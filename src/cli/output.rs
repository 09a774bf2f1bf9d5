//! Handles all user-facing status output for the CLI.
//!
//! Progress lines go to stdout so the orchestrating build log shows exactly
//! which dune files were touched and how much was removed; error rendering
//! stays with the caller.

use std::path::Path;

use termcolor::{Color, ColorChoice, ColorSpec, StandardStream, WriteColor};

/// Prints a plain progress line.
pub fn status(line: &str) {
    println!("{line}");
}

/// Prints a per-file success line for the context-flags mode.
pub fn rewrote(path: &Path, removed_stanzas: usize) {
    let mut stdout = StandardStream::stdout(ColorChoice::Auto);
    let _ = stdout.set_color(ColorSpec::new().set_fg(Some(Color::Green)));
    println!(
        "  Rewrote: {} (removed {} stanzas)",
        path.display(),
        removed_stanzas
    );
    let _ = stdout.reset();
}

/// Prints the skip notice for a missing target file.
pub fn skipped(path: &Path) {
    let mut stdout = StandardStream::stdout(ColorChoice::Auto);
    let _ = stdout.set_color(ColorSpec::new().set_fg(Some(Color::Yellow)));
    println!("  Skipping (not found): {}", path.display());
    let _ = stdout.reset();
}

/// Prints the per-file summary for the menhir mode.
pub fn processed(path: &Path, removed_lines: usize) {
    let mut stdout = StandardStream::stdout(ColorChoice::Auto);
    let _ = stdout.set_color(ColorSpec::new().set_fg(Some(Color::Green)));
    println!(
        "  Processed {}: {} lines commented out",
        path.display(),
        removed_lines
    );
    let _ = stdout.reset();
}
//! Unified miette-based diagnostics for the filter pipeline.
//!
//! Malformed dune input is deliberately absent here: an unbalanced
//! expression degrades in the scanner rather than erroring.

use std::io;
use std::path::PathBuf;

use miette::Diagnostic;
use thiserror::Error;

#[derive(Debug, Error, Diagnostic)]
pub enum PruneError {
    /// Fatal in single-file mode; the multi-file context-flags entry point
    /// catches it and skips the path instead.
    #[error("File not found: {}", path.display())]
    #[diagnostic(code(dune_prune::not_found))]
    FileNotFound { path: PathBuf },

    #[error("Error reading {}: {source}", path.display())]
    #[diagnostic(code(dune_prune::read))]
    Read {
        path: PathBuf,
        #[source]
        source: io::Error,
    },

    #[error("Error writing {}: {source}", path.display())]
    #[diagnostic(code(dune_prune::write))]
    Write {
        path: PathBuf,
        #[source]
        source: io::Error,
    },
}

**What this task involves**
Produce an exact copy of every entry above.

**Response area**
filename src/cli/output.rs
repository 09a774bf2f1bf9d5
//! Handles all user-facing status output for the CLI.
//!
//! Progress lines go to stdout so the orchestrating build log shows exactly
//! which dune files were touched and how much was removed; error rendering
//! stays with the caller.

use std::path::Path;

use termcolor::{Color, ColorChoice, ColorSpec, StandardStream, WriteColor};

/// Prints a plain progress line.
pub fn status(line: &str) {
    println!("{line}");
}

/// Prints a per-file success line for the context-flags mode.
pub fn rewrote(path: &Path, removed_stanzas: usize) {
    let mut stdout = StandardStream::stdout(ColorChoice::Auto);
    let _ = stdout.set_color(ColorSpec::new().set_fg(Some(Color::Green)));
    println!(
        "  Rewrote: {} (removed {} stanzas)",
        path.display(),
        removed_stanzas
    );
    let _ = stdout.reset();
}

/// Prints the skip notice for a missing target file.
pub fn skipped(path: &Path) {
    let mut stdout = StandardStream::stdout(ColorChoice::Auto);
    let _ = stdout.set_color(ColorSpec::new().set_fg(Some(Color::Yellow)));
    println!("  Skipping (not found): {}", path.display());
    let _ = stdout.reset();
}

/// Prints the per-file summary for the menhir mode.
pub fn processed(path: &Path, removed_lines: usize) {
    let mut stdout = StandardStream::stdout(ColorChoice::Auto);
    let _ = stdout.set_color(ColorSpec::new().set_fg(Some(Color::Green)));
    println!(
        "  Processed {}: {} lines commented out",
        path.display(),
        removed_lines
    );
    let _ = stdout.reset();
}
//! Unified miette-based diagnostics for the filter pipeline.
//!
//! Malformed dune input is deliberately absent here: an unbalanced
//! expression degrades in the scanner rather than erroring.

use std::io;
use std::path::PathBuf;

use miette::Diagnostic;
use thiserror::Error;

#[derive(Debug, Error, Diagnostic)]
pub enum PruneError {
    /// Fatal in single-file mode; the multi-file context-flags entry point
    /// catches it and skips the path instead.
    #[error("File not found: {}", path.display())]
    #[diagnostic(code(dune_prune::not_found))]
    FileNotFound { path: PathBuf },

    #[error("Error reading {}: {source}", path.display())]
    #[diagnostic(code(dune_prune::read))]
    Read {
        path: PathBuf,
        #[source]
        source: io::Error,
    },

    #[error("Error writing {}: {source}", path.display())]
    #[diagnostic(code(dune_prune::write))]
    Write {
        path: PathBuf,
        #[source]
        source: io::Error,
    },
}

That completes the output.